Stwierdzenie, że przyczyny schizofrenii i jej pod-typów są nieznane,
przestaje w ostatnich latach być prawdą. Wygrywa model „podatność – stres”,
czyli to, że na odpowiednio słabszą konstytucję (budowę, działanie) czegoś
wpływają pewne czynniki pogłębiające słabość, aż do poziomu niesprawności
(dysfunkcji). Podatność nie jest od razu schorzeniem, a czynnik stresujący nie
musi się pojawić. W przypadku schizofrenii podatność tłumaczy model
genetyczno-neurorozwojowy, a najważniejsze „stresory” rozpoznaje się
w infekcjach wirusowych lub stresie w ciąży matki, autoagresji systemu
odpornościowego, substancjach neuro-aktywnych (np. używki), oraz w niekorzystnym
otoczeniu międzyludzkim, czy społecznym.
Suche dane statystyczne o procentowym ryzyku schizofrenii są między
innymi takie (różne źródła z ostatnich lat podają trochę różne wartości): 1% to
średnia światowa; 2-3% - urodzenie grudzień-marzec (może chodzić np. o witaminę
D); 2,9% - życie na emigracji; 2-4% - życie w otoczeniu miejskim; 20% - infekcja
różyczki w trakcie ciąży (szczególnie 1y trymestr, inne infekcje – np. grypa,
toksoplazmoza - także wpływają w różnym stopniu); 67 % - utrata kogoś bliskiego
przez matkę w trakcie ciąży (inne stresy prenatalne też są badane); 17% - gdy
dziecko doświadczyło wykorzystywania seksualnego; 40% - gdy rozpoznano
zaburzenie u jednojajowego bliźniaka i 6,5% - gdy któreś z rodziców je miało.

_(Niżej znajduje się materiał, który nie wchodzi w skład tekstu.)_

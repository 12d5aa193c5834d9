//! Responsive 2-panel layout engine for coderev.
//!
//! Pure layout arithmetic — no mutable application state lives here. Called
//! inside `terminal.draw()` on every render so each frame reflects the live
//! terminal size.
//!
//! # Panel geometry
//!
//! | Terminal width | Layout |
//! |----------------|--------|
//! | `< 100` cols   | Editor above suggestions, 60 / 40 |
//! | `>= 100` cols  | Editor left, suggestions right, 50 / 50 |
//!
//! A 1-row header sits above the panels and a 1-row status bar below.

use ratatui::{
    layout::{Constraint, Layout, Margin, Rect, Spacing},
    style::{Modifier, Style},
    symbols::merge::MergeStrategy,
    text::{Line, Span},
    widgets::{Block, BorderType, Paragraph},
    Frame,
};

use crate::app::{AppState, Mode};
use crate::theme::Theme;

/// Width at which the panels go side by side.
pub const WIDE_LAYOUT_MIN_WIDTH: u16 = 100;

/// Returns `[header, editor, suggestions, status_bar]` for an area.
pub fn compute_layout(area: Rect) -> [Rect; 4] {
    let [header, main_area, status_bar] = area.layout(&Layout::vertical([
        Constraint::Length(1),
        Constraint::Fill(1),
        Constraint::Length(1),
    ]));

    let split = if area.width >= WIDE_LAYOUT_MIN_WIDTH {
        Layout::horizontal([Constraint::Percentage(50), Constraint::Percentage(50)])
    } else {
        Layout::vertical([Constraint::Percentage(60), Constraint::Percentage(40)])
    };

    let [editor, suggestions] = main_area.layout(&split.spacing(Spacing::Overlap(1)));
    [header, editor, suggestions, status_bar]
}

/// Returns the inner `Rect` of a panel after removing the 1-cell border.
pub fn inner_rect(area: Rect) -> Rect {
    area.inner(Margin {
        vertical: 1,
        horizontal: 1,
    })
}

/// Builds a bordered `Block` for a panel.
///
/// Focused panels get a thick border in `border_active`. `MergeStrategy::Fuzzy`
/// keeps the shared edge correct when thick and plain borders meet.
pub fn panel_block<'a>(title: &'a str, is_focused: bool, theme: &Theme) -> Block<'a> {
    let border_style = if is_focused {
        Style::default().fg(theme.border_active)
    } else {
        Style::default().fg(theme.border_inactive)
    };
    let border_type = if is_focused {
        BorderType::Thick
    } else {
        BorderType::Plain
    };

    Block::bordered()
        .title(format!(" {title} "))
        .border_type(border_type)
        .border_style(border_style)
        .merge_borders(MergeStrategy::Fuzzy)
}

/// Renders the 1-row application header.
pub fn render_header(frame: &mut Frame, area: Rect, theme: &Theme) {
    let title = Line::from(vec![
        Span::styled(" </> ", Style::default().fg(theme.header_title)),
        Span::styled(
            "AI Code Review Assistant",
            Style::default()
                .fg(theme.header_title)
                .add_modifier(Modifier::BOLD),
        ),
    ]);
    frame.render_widget(Paragraph::new(title), area);
}

/// Renders the 1-row status bar at the bottom of the terminal.
///
/// Shows the mode indicator, the trigger state, the result count, and a key
/// hint. `HelpOverlay` displays `NORMAL` because the overlay is a transient
/// layer over Normal mode.
pub fn render_status_bar(frame: &mut Frame, area: Rect, state: &AppState, theme: &Theme) {
    let (mode_text, mode_fg) = match state.mode {
        Mode::Insert => (" INSERT ", theme.status_mode_insert),
        Mode::Normal | Mode::HelpOverlay => (" NORMAL ", theme.status_mode_normal),
    };

    let session = &state.session;
    let trigger = if session.is_analyzing() {
        "analyzing".to_owned()
    } else if session.can_analyze() {
        "ready".to_owned()
    } else {
        "no input".to_owned()
    };
    let hint = match state.mode {
        Mode::Insert => "Esc normal  Ctrl-R analyze",
        Mode::Normal | Mode::HelpOverlay => "i edit  a analyze  Tab focus  ? help  q quit",
    };

    let status_line = Line::from(vec![
        Span::styled(
            mode_text,
            Style::default().fg(mode_fg).add_modifier(Modifier::BOLD),
        ),
        Span::raw(format!(
            " {trigger} | {} suggestion(s) | {hint}",
            session.results().len()
        )),
    ]);

    frame.render_widget(
        Paragraph::new(status_line)
            .style(Style::default().bg(theme.status_bar_bg).fg(theme.status_bar_fg)),
        area,
    );
}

Inne przykładowe statystyki mówią że: 33% przypadków ma w tle traumatyczne
przeżycia w dzieciństwie; u 40% przypadków występuje trwałe zapalenie w pewnym
regionie mózgu; w USA 33% bezdomnych ma schizofrenię; 43% bliskich w rodzinach
pacjentów pali papierosy; 63% chorych miało do czynienia z psychoaktywnymi
używkami (dużo więcej niż średnio w społeczeństwie).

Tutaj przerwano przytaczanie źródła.